In looking past Ms. Yellen, Mr. Trump would be breaking with longstanding precedent. Every Fed chairman in modern history who completed a first term was nominated for a second. The last three Fed chairmen were nominated for new terms by a president of the opposite party.
“You like to make your own mark, which is maybe one of the things she’s got a little bit against her,” Mr. Trump said last week.
In choosing Mr. Powell, however, Mr. Trump would be resisting pressure by conservatives to make a larger change at the Fed. Many conservatives, including Vice President Mike Pence, favored the selection of John B. Taylor, an economist at Stanford and an outspoken critic of the Fed’s monetary policy.
Mr. Powell has consistently supported the Fed’s campaign to stimulate economic growth, although he expressed some reservations in internal debates about the extent of those efforts. In recent years, he has backed the methodical unwinding of those efforts, and analysts expect he would seek to raise interest rates at about the same pace as Ms. Yellen.
On regulatory policy, Mr. Powell has defended most changes made after the financial crisis as necessary to protect the broader economy, but he has said that he supports efforts to streamline those rules.

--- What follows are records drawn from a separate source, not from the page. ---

//! Drag-to-snap: show zones while a window is dragged with the snap key held,
//! and move the window into the highlighted zones on release.
//!
//! The controller is a three-state machine:
//!
//! - **Idle**: nothing is happening.
//! - **Armed**: the button went down with the snap key held, but neither the
//!   window nor the pointer has moved past the drag threshold yet.
//! - **Dragging**: the threshold was crossed. Zones for the display under the
//!   pointer are computed once and kept until release, even if the pointer
//!   wanders onto another display.
//!
//! Events arrive either through [`DragSnapController::handle_event`] or from a
//! channel attached with [`DragSnapController::start`]. Everything runs on the
//! caller's thread.

use std::{collections::BTreeSet, mem, sync::Arc};

use crossbeam_channel::Receiver;
use tile_geom::{InternalPoint, InternalRect, Point, Rect};
use tile_layout::{Zone, compute_zones, union_of, zones_at};
use tracing::{debug, trace, warn};

use crate::{
    Error, Result,
    accessor::{WindowAccessor, WindowId},
    display::{Display, Displays},
    input::{InputEvent, ModifierFlags},
    keys::SnapKeyConfig,
    overlay::Overlay,
    provider::ZoneSetProvider,
    settings::DEFAULT_DRAG_THRESHOLD,
};

/// Coarse controller state, for callers and tests.
#[derive(Debug, Clone, Copy, PartialEq, Eq)]
pub enum Phase {
    /// No press in progress.
    Idle,
    /// Pressed with the snap key, below the drag threshold.
    Armed,
    /// Dragging with zones resolved.
    Dragging,
}

/// What handling one event did.
#[derive(Debug)]
pub enum Outcome {
    /// Nothing observable changed.
    Unchanged,
    /// A press with the snap key held armed the controller.
    Armed,
    /// The drag threshold was crossed.
    DragStarted,
    /// The highlighted zone set changed.
    HighlightChanged,
    /// The overlay was hidden or shown mid-drag.
    OverlayToggled,
    /// The drag ended without snapping.
    Ended,
    /// A window was moved to `frame` (global top-left).
    Snapped {
        /// Window that was moved.
        window: WindowId,
        /// Frame it was given.
        frame: Rect,
    },
    /// The drag ended with a selection, but the window could not be moved.
    SnapFailed(Error),
}

/// State while pressed but not yet dragging.
#[derive(Debug, Clone, Copy)]
struct Armed {
    /// Pointer location at press, desktop coordinates.
    origin: Point,
    /// Window under the pointer at press.
    window: Option<WindowId>,
    /// That window's frame at press.
    window_frame: Option<Rect>,
}

/// State for an active drag.
#[derive(Debug)]
struct DragSession {
    /// Display the drag started on.
    display: Display,
    /// Zones for that display, computed once.
    zones: Vec<Zone>,
    /// Indices into `zones`.
    highlighted: BTreeSet<usize>,
    /// Whether this session showed the overlay.
    overlay_visible: bool,
}

/// Full controller state.
#[derive(Debug)]
enum DragState {
    /// No press in progress.
    Idle,
    /// Pressed, below the threshold.
    Armed(Armed),
    /// Dragging.
    Dragging(DragSession),
}

/// Drives the overlay from pointer and modifier events and snaps windows.
pub struct DragSnapController {
    /// Window host.
    accessor: Arc<dyn WindowAccessor>,
    /// Zone overlay.
    overlay: Arc<dyn Overlay>,
    /// Display arrangement.
    displays: Arc<dyn Displays>,
    /// Layout per display.
    zone_sets: Arc<dyn ZoneSetProvider>,
    /// Snap and multi-zone keys.
    keys: SnapKeyConfig,
    /// Travel before a press becomes a drag.
    drag_threshold: f64,
    /// Current state.
    state: DragState,
    /// Modifiers from the latest event.
    modifiers: ModifierFlags,
    /// Latest pointer location, desktop coordinates.
    pointer: Point,
    /// Left button is down.
    pointer_down: bool,
    /// Attached event source.
    events: Option<Receiver<InputEvent>>,
}
//! User settings, stored as RON.

use std::{
    fs,
    path::{Path, PathBuf},
};

use serde::{Deserialize, Serialize};

use crate::{Error, Result};

/// Default pointer travel, in points, before a press becomes a drag.
pub const DEFAULT_DRAG_THRESHOLD: f64 = 4.0;

/// Persisted preferences for snapping.
#[derive(Debug, Clone, PartialEq, Serialize, Deserialize)]
#[serde(default, deny_unknown_fields)]
pub struct Settings {
    /// Modifier that enables snapping while dragging.
    pub snap_key: String,
    /// Modifier that extends the selection to several zones.
    pub multi_zone_key: String,
    /// Travel before a press counts as a drag.
    pub drag_threshold: f64,
    /// Layout store location; the platform default when unset.
    pub layouts_path: Option<PathBuf>,
}

impl Default for Settings {
    fn default() -> Self {
        Self {
            snap_key: "Shift".to_string(),
            multi_zone_key: "Command".to_string(),
            drag_threshold: DEFAULT_DRAG_THRESHOLD,
            layouts_path: None,
        }
    }
}

impl Settings {
    /// Parse settings from RON text. Missing fields take their defaults.
    pub fn from_ron(text: &str) -> Result<Self> {
        Ok(ron::from_str(text)?)
    }

    /// Load settings from a RON file.
    pub fn load(path: &Path) -> Result<Self> {
        let text = fs::read_to_string(path).map_err(|source| Error::Io {
            path: path.to_path_buf(),
            source,
        })?;
        Self::from_ron(&text)
    }
}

Mr. Powell, a lawyer by training, worked as an investment banker before joining the Treasury Department under the first President George Bush. He then made a fortune at the Carlyle Group, a private equity firm, before leaving to work at the Bipartisan Policy Center as an expert on fiscal policy. He was nominated to the Fed by President Barack Obama in 2012.
A native of Washington, Mr. Powell has spent most of his life in the capital in a mix of public and private roles. He lives in Maryland and has three children.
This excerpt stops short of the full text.